Or… “The Designer is not equal to the Artist”.
The perfect design. The perfect logo. The perfect… something. We all strive for perfection. Or well, at least I hope we all do. At least I’m “guilty” of this all the time. I firmly believe that if you’re going to do something, give it your all and do it awesomely! If you’re not going to bother doing it properly, don’t bother doing it at all. This belief vibrates through my entire being and it’s the reason I get fucking angry when people ask me do less than what I can. But in our pursuit of this perfection isn’t it reasonable to think that we made many failures getting there? So why do we make such efforts to hide our failed designs?
Design is an iterative process after all so wouldn’t it make more sense that we actually display the process… the iterations… behind it all. My wife would disagree and so would apparently Michelangelo who interestingly destroyed pretty much all of his “process documentation”.
Michelangelo was, if anything, ashamed of his drawings. In his thinking the ‘art’ stage of creative production, which he identified with the careful procedure of making studies, sketches and working drawings, was the menial and mundane side of the business, whereas true merit was to him displayed in the rapid and apparently effortless execution of a painting or sculpture. The Art of Work
Michelangelo wanted to be perceives as a genius. A genius who didn’t have to make any effort for his results. But here’s the thing. Michelangelo was in every sense of the word an… Artist. You are not. Designing a website or a logo is a job. But I suppose I should define how I see design.
To me. Art is Art, because it exists without a purpose, or rather the purpose it has… is to express itself. It exists solely for the purpose of existing. Design, on the other hand, always has a purpose. It is born with a purpose, whether that purpose is to raise awareness for a brand or attract people to a website it all really boils down to is essentially money. The purpose is money and why shouldn’t it be? We’re in the business of design, aren’t we? Somehow the business side of design seems to have gotten lost between whining about difficult clients and being angry at businesses like 99designs.com.
You know why 99design.com and places like that exist? Because there’s a — surprisingly — large number of people who are just tired of the self-entitled “Designers” who think they have a right to waste someone else’s money with their deep-seated need for self-expression. Sure there’s a place for self-expression. That’s why I like expressing myself by painting, sculpting, composing music etc. Basically all the things I do that no one pays me for. I do all of these things because I love them and of course it should go without saying — but I’ll say it anyway — that I love designing too but it’s also a job. I have decided to make something I love doing, into a job and well… I actually count myself lucky to be able to get paid doing what I love.
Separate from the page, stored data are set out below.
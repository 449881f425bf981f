use crate::domain::payment::Processor;
use crate::health::{failing_key, probe_lock_key, HealthStateStore, HealthTtls};
use anyhow::Result;
use std::collections::HashMap;
use std::sync::Arc;
use tokio::sync::Mutex;
use tokio::time::Instant;

/// Single-process health flags. Expiry is checked on read against the tokio
/// clock.
#[derive(Clone)]
pub struct HealthStoreMemory {
    expiries: Arc<Mutex<HashMap<String, Instant>>>,
    ttls: HealthTtls,
}

impl HealthStoreMemory {
    pub fn new(ttls: HealthTtls) -> Self {
        Self {
            expiries: Arc::new(Mutex::new(HashMap::new())),
            ttls,
        }
    }

    async fn is_live(&self, key: &str) -> bool {
        let mut expiries = self.expiries.lock().await;
        match expiries.get(key) {
            Some(expires_at) if *expires_at > Instant::now() => true,
            Some(_) => {
                expiries.remove(key);
                false
            }
            None => false,
        }
    }
}

#[async_trait::async_trait]
impl HealthStateStore for HealthStoreMemory {
    async fn is_failing(&self, processor: Processor) -> Result<bool> {
        Ok(self.is_live(&failing_key(processor)).await)
    }

    async fn mark_failing(&self, processor: Processor) -> Result<()> {
        let expires_at = Instant::now() + self.ttls.failing;
        self.expiries
            .lock()
            .await
            .insert(failing_key(processor), expires_at);
        Ok(())
    }

    async fn clear_failing(&self, processor: Processor) -> Result<()> {
        self.expiries.lock().await.remove(&failing_key(processor));
        Ok(())
    }

    async fn try_acquire_probe_lock(&self, processor: Processor) -> Result<bool> {
        let key = probe_lock_key(processor);
        let now = Instant::now();
        let mut expiries = self.expiries.lock().await;
        if expiries.get(&key).is_some_and(|expires_at| *expires_at > now) {
            return Ok(false);
        }
        expiries.insert(key, now + self.ttls.probe_lock);
        Ok(true)
    }

    async fn is_probe_locked(&self, processor: Processor) -> Result<bool> {
        Ok(self.is_live(&probe_lock_key(processor)).await)
    }

    async fn ping(&self) -> Result<()> {
        Ok(())
    }
}
use crate::domain::payment::{Processor, ProcessorPaymentRequest};
use crate::processors::{ForwardStatus, HealthReport, ProcessorClient};
use anyhow::Result;
use std::collections::HashMap;
use std::time::Duration;
use tokio::sync::Mutex;

#[derive(Debug, Clone, PartialEq, Eq)]
pub enum MockForward {
    Accept,
    Reject(u16),
    Hang,
    Unreachable,
}

#[derive(Debug, Clone, PartialEq, Eq)]
pub enum MockHealth {
    Healthy,
    Failing,
    Error,
    Hang,
}

#[derive(Debug, Clone)]
pub struct MockBehavior {
    pub forward: MockForward,
    pub health: MockHealth,
    pub forward_delay: Duration,
    pub health_delay: Duration,
}

impl Default for MockBehavior {
    fn default() -> Self {
        Self {
            forward: MockForward::Accept,
            health: MockHealth::Healthy,
            forward_delay: Duration::ZERO,
            health_delay: Duration::ZERO,
        }
    }
}

#[derive(Default)]
struct MockState {
    behaviors: HashMap<Processor, MockBehavior>,
    forwarded: Vec<(Processor, ProcessorPaymentRequest)>,
    health_calls: HashMap<Processor, usize>,
    in_flight: usize,
    peak_in_flight: usize,
}

/// Scripted stand-in for the processors. Records every call it receives.
#[derive(Default)]
pub struct MockProcessorClient {
    state: Mutex<MockState>,
}

impl MockProcessorClient {
    pub fn new() -> Self {
        Self::default()
    }

    pub async fn set_behavior(&self, processor: Processor, behavior: MockBehavior) {
        self.state.lock().await.behaviors.insert(processor, behavior);
    }

    pub async fn set_forward(&self, processor: Processor, forward: MockForward) {
        let mut state = self.state.lock().await;
        state.behaviors.entry(processor).or_default().forward = forward;
    }

    pub async fn set_health(&self, processor: Processor, health: MockHealth) {
        let mut state = self.state.lock().await;
        state.behaviors.entry(processor).or_default().health = health;
    }

    pub async fn forwarded(&self) -> Vec<(Processor, ProcessorPaymentRequest)> {
        self.state.lock().await.forwarded.clone()
    }

    pub async fn health_calls(&self, processor: Processor) -> usize {
        self.state
            .lock()
            .await
            .health_calls
            .get(&processor)
            .copied()
            .unwrap_or(0)
    }

    /// Most forwards that were ever running at the same moment.
    pub async fn peak_in_flight(&self) -> usize {
        self.state.lock().await.peak_in_flight
    }

    async fn behavior(&self, processor: Processor) -> MockBehavior {
        self.state
            .lock()
            .await
            .behaviors
            .get(&processor)
            .cloned()
            .unwrap_or_default()
    }
}

#[async_trait::async_trait]
impl ProcessorClient for MockProcessorClient {
    async fn forward(
        &self,
        processor: Processor,
        payment: &ProcessorPaymentRequest,
    ) -> Result<ForwardStatus> {
        let behavior = self.behavior(processor).await;
        {
            let mut state = self.state.lock().await;
            state.forwarded.push((processor, payment.clone()));
            state.in_flight += 1;
            state.peak_in_flight = state.peak_in_flight.max(state.in_flight);
        }

        if !behavior.forward_delay.is_zero() {
            tokio::time::sleep(behavior.forward_delay).await;
        }

        let status = match behavior.forward {
            MockForward::Accept => ForwardStatus::Accepted,
            MockForward::Reject(code) => ForwardStatus::Rejected(code),
            MockForward::Hang => {
                std::future::pending::<()>().await;
                ForwardStatus::Timeout
            }
            MockForward::Unreachable => ForwardStatus::Unreachable("mock connection refused".to_string()),
        };
        self.state.lock().await.in_flight -= 1;
        Ok(status)
    }

    async fn health(&self, processor: Processor) -> Result<HealthReport> {
        let behavior = self.behavior(processor).await;
        *self
            .state
            .lock()
            .await
            .health_calls
            .entry(processor)
            .or_insert(0) += 1;

        if !behavior.health_delay.is_zero() {
            tokio::time::sleep(behavior.health_delay).await;
        }

        match behavior.health {
            MockHealth::Healthy => Ok(HealthReport {
                failing: false,
                min_response_time: 0,
            }),
            MockHealth::Failing => Ok(HealthReport {
                failing: true,
                min_response_time: 0,
            }),
            MockHealth::Error => anyhow::bail!("mock health endpoint returned HTTP 500"),
            MockHealth::Hang => {
                std::future::pending::<()>().await;
                anyhow::bail!("unreachable")
            }
        }
    }
}
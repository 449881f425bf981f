use crate::domain::payment::{err, Processor};
use crate::health::HealthStateStore;
use crate::AppState;
use axum::extract::State;
use axum::response::IntoResponse;
use axum::Json;
use serde::Serialize;
use std::collections::BTreeMap;

#[derive(Debug, Serialize, PartialEq, Eq)]
pub struct ProcessorHealthView {
    pub failing: bool,
    #[serde(rename = "probeLocked")]
    pub probe_locked: bool,
}

pub async fn status(State(state): State<AppState>) -> impl IntoResponse {
    match snapshot(state.health_store.as_ref()).await {
        Ok(view) => (axum::http::StatusCode::OK, Json(view)).into_response(),
        Err(e) => {
            tracing::error!("health snapshot failed: {:#}", e);
            (
                axum::http::StatusCode::INTERNAL_SERVER_ERROR,
                Json(err("INTERNAL_ERROR", "health state unavailable")),
            )
                .into_response()
        }
    }
}

pub async fn snapshot(
    store: &dyn HealthStateStore,
) -> anyhow::Result<BTreeMap<&'static str, ProcessorHealthView>> {
    let mut out = BTreeMap::new();
    for processor in Processor::ALL {
        out.insert(
            processor.as_str(),
            ProcessorHealthView {
                failing: store.is_failing(processor).await?,
                probe_locked: store.is_probe_locked(processor).await?,
            },
        );
    }
    Ok(out)
}
use crate::domain::payment::{Processor, ProcessorPaymentRequest};
use anyhow::Result;
use serde::{Deserialize, Serialize};

pub mod http;
pub mod mock;

#[derive(Debug, Clone, PartialEq, Eq)]
pub enum ForwardStatus {
    Accepted,
    Rejected(u16),
    Timeout,
    Unreachable(String),
}

impl ForwardStatus {
    pub fn is_accepted(&self) -> bool {
        matches!(self, ForwardStatus::Accepted)
    }
}

#[derive(Debug, Clone, Copy, Serialize, Deserialize, PartialEq, Eq)]
pub struct HealthReport {
    pub failing: bool,
    #[serde(rename = "minResponseTime", default)]
    pub min_response_time: u64,
}

/// Outbound calls to the two payment processors. Callers bound every call
/// with their own timeout, so implementations need not.
#[async_trait::async_trait]
pub trait ProcessorClient: Send + Sync {
    async fn forward(
        &self,
        processor: Processor,
        payment: &ProcessorPaymentRequest,
    ) -> Result<ForwardStatus>;

    /// Any non-success status or malformed body is an error.
    async fn health(&self, processor: Processor) -> Result<HealthReport>;
}
#![allow(dead_code)]

use payments_intake_gateway::health::prober::HealthProber;
use payments_intake_gateway::health::store_memory::HealthStoreMemory;
use payments_intake_gateway::health::{HealthStateStore, HealthTtls};
use payments_intake_gateway::processors::mock::MockProcessorClient;
use payments_intake_gateway::processors::ProcessorClient;
use payments_intake_gateway::repo::payments_memory::PaymentsMemoryStore;
use payments_intake_gateway::repo::payments_repo::PaymentStore;
use payments_intake_gateway::router::selector::ProcessorSelector;
use payments_intake_gateway::service::dispatcher::PaymentForwarder;
use std::sync::Arc;
use std::time::Duration;

pub const INTERVAL: Duration = Duration::from_secs(5);
pub const PROBE_TIMEOUT: Duration = Duration::from_secs(1);
pub const FORWARD_TIMEOUT: Duration = Duration::from_secs(2);

pub struct Harness {
    pub client: Arc<MockProcessorClient>,
    pub health: Arc<HealthStoreMemory>,
    pub payments: Arc<PaymentsMemoryStore>,
}

impl Harness {
    pub fn new() -> Self {
        Self {
            client: Arc::new(MockProcessorClient::new()),
            health: Arc::new(HealthStoreMemory::new(HealthTtls::from_interval(INTERVAL))),
            payments: Arc::new(PaymentsMemoryStore::new()),
        }
    }

    pub fn prober(&self) -> HealthProber {
        let health: Arc<dyn HealthStateStore> = self.health.clone();
        let client: Arc<dyn ProcessorClient> = self.client.clone();
        HealthProber::new(health, client, PROBE_TIMEOUT)
    }

    pub fn selector(&self) -> ProcessorSelector {
        let health: Arc<dyn HealthStateStore> = self.health.clone();
        ProcessorSelector::new(health, self.prober())
    }

    pub fn forwarder(&self) -> PaymentForwarder {
        let payments: Arc<dyn PaymentStore> = self.payments.clone();
        self.forwarder_with_store(payments)
    }

    pub fn forwarder_with_store(&self, payments: Arc<dyn PaymentStore>) -> PaymentForwarder {
        PaymentForwarder {
            selector: self.selector(),
            client: self.client.clone(),
            health_store: self.health.clone(),
            payment_store: payments,
            forward_timeout: FORWARD_TIMEOUT,
        }
    }
}
use crate::domain::payment::{PaymentRecord, Processor, ProcessorPaymentRequest};
use crate::health::HealthStateStore;
use crate::processors::{ForwardStatus, ProcessorClient};
use crate::repo::payments_repo::PaymentStore;
use crate::router::selector::ProcessorSelector;
use chrono::SubsecRound;
use rust_decimal::Decimal;
use std::sync::Arc;
use std::time::Duration;
use tokio::sync::{mpsc, Semaphore};
use tokio::task::JoinHandle;

#[derive(Debug, Clone, PartialEq, Eq)]
pub struct DispatchJob {
    pub correlation_id: String,
    pub amount: Decimal,
}

#[derive(Debug, Clone, PartialEq, Eq)]
pub enum DispatchOutcome {
    Recorded(Processor),
    Duplicate(Processor),
    Dropped(Processor, ForwardStatus),
    StoreWriteFailed(Processor),
}

/// Runs one payment end to end: select, forward once, then record or flag.
/// A failed forward is never retried.
#[derive(Clone)]
pub struct PaymentForwarder {
    pub selector: ProcessorSelector,
    pub client: Arc<dyn ProcessorClient>,
    pub health_store: Arc<dyn HealthStateStore>,
    pub payment_store: Arc<dyn PaymentStore>,
    pub forward_timeout: Duration,
}

impl PaymentForwarder {
    pub async fn forward(&self, job: DispatchJob) -> DispatchOutcome {
        let processor = self.selector.choose().await;
        // millisecond precision, the same instant the processor is sent
        let requested_at = chrono::Utc::now().trunc_subsecs(3);
        let payload = ProcessorPaymentRequest::new(&job.correlation_id, job.amount, requested_at);

        let status = match tokio::time::timeout(
            self.forward_timeout,
            self.client.forward(processor, &payload),
        )
        .await
        {
            Ok(Ok(status)) => status,
            Ok(Err(e)) => ForwardStatus::Unreachable(format!("{:#}", e)),
            Err(_) => ForwardStatus::Timeout,
        };

        if !status.is_accepted() {
            if let Err(e) = self.health_store.mark_failing(processor).await {
                tracing::error!("could not mark {} failing: {:#}", processor, e);
            }
            tracing::warn!(
                "dropping payment {} after {} failed: {:?}",
                job.correlation_id,
                processor,
                status
            );
            return DispatchOutcome::Dropped(processor, status);
        }

        let record = PaymentRecord {
            correlation_id: job.correlation_id,
            amount: job.amount,
            processor,
            requested_at,
        };

        match self.payment_store.append(&record).await {
            Ok(true) => {
                tracing::debug!("payment {} recorded via {}", record.correlation_id, processor);
                DispatchOutcome::Recorded(processor)
            }
            Ok(false) => {
                tracing::info!("payment {} already recorded, ignoring duplicate", record.correlation_id);
                DispatchOutcome::Duplicate(processor)
            }
            Err(e) => {
                tracing::error!(
                    "payment {} accepted by {} but not recorded: {:#}",
                    record.correlation_id,
                    processor,
                    e
                );
                DispatchOutcome::StoreWriteFailed(processor)
            }
        }
    }
}

/// Intake handle. Cloning is cheap; the queue closes once every clone is
/// dropped.
#[derive(Clone)]
pub struct PaymentDispatcher {
    sender: mpsc::UnboundedSender<DispatchJob>,
}

pub struct DispatchWorkers {
    handle: JoinHandle<()>,
}

impl PaymentDispatcher {
    /// Starts the admission loop. Jobs leave the queue in submission order and
    /// at most `workers` forwards run at once.
    pub fn spawn(forwarder: PaymentForwarder, workers: usize) -> (Self, DispatchWorkers) {
        let (sender, mut receiver) = mpsc::unbounded_channel::<DispatchJob>();
        let limit = u32::try_from(workers.clamp(1, Semaphore::MAX_PERMITS)).unwrap_or(u32::MAX);
        let permits = Arc::new(Semaphore::new(limit as usize));

        let handle = tokio::spawn(async move {
            while let Some(job) = receiver.recv().await {
                let Ok(permit) = permits.clone().acquire_owned().await else {
                    break;
                };
                let forwarder = forwarder.clone();
                tokio::spawn(async move {
                    forwarder.forward(job).await;
                    drop(permit);
                });
            }

            // every permit back means every in-flight forward has finished
            if permits.acquire_many(limit).await.is_err() {
                tracing::error!("dispatch permits closed before drain");
            }
        });

        (Self { sender }, DispatchWorkers { handle })
    }

    /// Queues the payment and returns at once.
    pub fn dispatch(&self, correlation_id: String, amount: Decimal) {
        let job = DispatchJob {
            correlation_id,
            amount,
        };
        if let Err(e) = self.sender.send(job) {
            tracing::error!("dispatch queue closed, payment {} lost", e.0.correlation_id);
        }
    }
}

impl DispatchWorkers {
    /// Waits for the queue to drain. Only returns after every
    /// `PaymentDispatcher` clone has been dropped.
    pub async fn join(self) {
        if let Err(e) = self.handle.await {
            tracing::error!("dispatch loop ended abnormally: {}", e);
        }
    }
}
use crate::domain::payment::Processor;
use crate::health::{failing_key, probe_lock_key, HealthStateStore, HealthTtls};
use anyhow::Result;
use redis::AsyncCommands;

#[derive(Clone)]
pub struct HealthStoreRedis {
    pub client: redis::Client,
    pub ttls: HealthTtls,
}

impl HealthStoreRedis {
    pub fn new(redis_url: &str, ttls: HealthTtls) -> Result<Self> {
        Ok(Self {
            client: redis::Client::open(redis_url)?,
            ttls,
        })
    }
}

#[async_trait::async_trait]
impl HealthStateStore for HealthStoreRedis {
    async fn is_failing(&self, processor: Processor) -> Result<bool> {
        let mut conn = self.client.get_multiplexed_async_connection().await?;
        let exists: bool = conn.exists(failing_key(processor)).await?;
        Ok(exists)
    }

    async fn mark_failing(&self, processor: Processor) -> Result<()> {
        let mut conn = self.client.get_multiplexed_async_connection().await?;
        let _: () = redis::cmd("SET")
            .arg(failing_key(processor))
            .arg(1)
            .arg("PX")
            .arg(self.ttls.failing.as_millis() as u64)
            .query_async(&mut conn)
            .await?;
        Ok(())
    }

    async fn clear_failing(&self, processor: Processor) -> Result<()> {
        let mut conn = self.client.get_multiplexed_async_connection().await?;
        let _: usize = conn.del(failing_key(processor)).await?;
        Ok(())
    }

    async fn try_acquire_probe_lock(&self, processor: Processor) -> Result<bool> {
        let mut conn = self.client.get_multiplexed_async_connection().await?;
        let reply: Option<String> = redis::cmd("SET")
            .arg(probe_lock_key(processor))
            .arg(1)
            .arg("NX")
            .arg("PX")
            .arg(self.ttls.probe_lock.as_millis() as u64)
            .query_async(&mut conn)
            .await?;
        Ok(reply.is_some())
    }

    async fn is_probe_locked(&self, processor: Processor) -> Result<bool> {
        let mut conn = self.client.get_multiplexed_async_connection().await?;
        let exists: bool = conn.exists(probe_lock_key(processor)).await?;
        Ok(exists)
    }

    async fn ping(&self) -> Result<()> {
        let mut conn = self.client.get_multiplexed_async_connection().await?;
        let _: String = redis::cmd("PING").query_async(&mut conn).await?;
        Ok(())
    }
}
pub mod openai;
pub mod poller;
pub mod replicate;

use reqwest::{Response, StatusCode};
use serde::de::DeserializeOwned;

use crate::error::{GenerateError, Result};

pub use openai::ImageApiProvider;
pub use poller::{PredictionPoller, PredictionSource, ResolvedPrediction};
pub use replicate::{PredictionJob, PredictionOutput, PredictionStatus, ReplicateProvider};

/// A generated image as the provider handed it back
#[derive(Debug, Clone, PartialEq, Eq)]
pub enum ImageOutput {
    Url(String),
    /// Raw base64 PNG payload, not yet wrapped in a data URL
    Base64Png(String),
}

impl ImageOutput {
    /// URL the browser can put straight into an `<img>`
    pub fn to_display_url(&self) -> String {
        match self {
            Self::Url(url) => url.clone(),
            Self::Base64Png(payload) => format!("data:image/png;base64,{payload}"),
        }
    }
}

/// Read a generation endpoint's body, classifying non-2xx answers.
///
/// A 400 from an image provider is almost always its safety filter, so it
/// gets its own variant.
async fn assert_ok_response(response: Response) -> Result<String> {
    let status = response.status();
    let body = response
        .text()
        .await
        .map_err(|err| GenerateError::connection(&err))?;
    if status.is_success() {
        return Ok(body);
    }
    if status == StatusCode::BAD_REQUEST {
        return Err(GenerateError::rejected(&body));
    }
    Err(GenerateError::transport(status.as_u16(), &body))
}

fn parse_body<T: DeserializeOwned>(body: &str) -> Result<T> {
    serde_json::from_str(body).map_err(|err| {
        tracing::debug!(error = %err, "provider body did not parse");
        GenerateError::malformed(body)
    })
}

/// Join an API root and a path, tolerating roots given with or without `/v1`
fn endpoint(base_url: &str, path: &str) -> String {
    let base = base_url.trim_end_matches('/');
    let base = base.strip_suffix("/v1").unwrap_or(base);
    format!("{base}/v1/{}", path.trim_start_matches('/'))
}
Now — I don’t remember if I’ve said this before but — don’t get me wrong. Design has a lot of artistic merit and many of the skills are transferable but whilst one thing is about “saying something” the other is about money. And you should stop thinking that they’re both about “saying something”. You’re ruining it for everyone.
I would like to mention websites like dribble and forrst because a part of me hopes that these communities could become places were designers alike share their process and the failures of design. Sadly so far, that is not the case. It seems to be mostly trend-following were one “Designer” tries to best another to make themselves look better. And whilst there are certainly some sharing of iterations of e.g. logos it’s still skewed by angled photos of screens and made to look presentable. Too presentable, making it difficult to see it for what it actually should be; The design that occurs when no one else is watching. A failure. A beautiful, raw failure.
So, I suppose to “put my money where my mouth is” I should start by sharing my process… my failures — or at the very least — some parts of them. And what better place to start then my recent rebranding from Fiinix Design to Carlos Eriksson. You might recognise the old logo in the image below. Believe it or not, the colours I have now are an evolution of the original pink/lime palette I used to have.
I knew I wanted to get away from the Phoenix bird metaphor because well… it’s a cliché and I don’t want to associate myself with being a cliché. But as you can see — in the red outlined silhouette — I still ended up rethinking the bird concept because… well, you never know. A few sketches on paper and some drawing in Illustrator and I quickly scrapped the idea… for now. After playing around with some “diamond in the rough” metaphors I then turned my gaze to geometry and something I like to call Stressed Symmetry. I don’t know what it’s actually called but it’s basically asymmetrical symmetry, if that makes any sense? I’m enjoy the structured nature of symmetry as a contrast to the chaos that exists inside my head at the same time… something has to be “off” because — at least to me — personality lies in the flaws and defects.
Which is where I am now. A heptagon shaped logo that is parts perfectly symmetrical and parts just a little “off”. This is not the final logo of my rebranding but this is where it’s currently at. The tomato red design in the upper right corner, that is.
The hues of green in the image were ideas in the iteration and did not make it to the final Carlos Eriksson palette.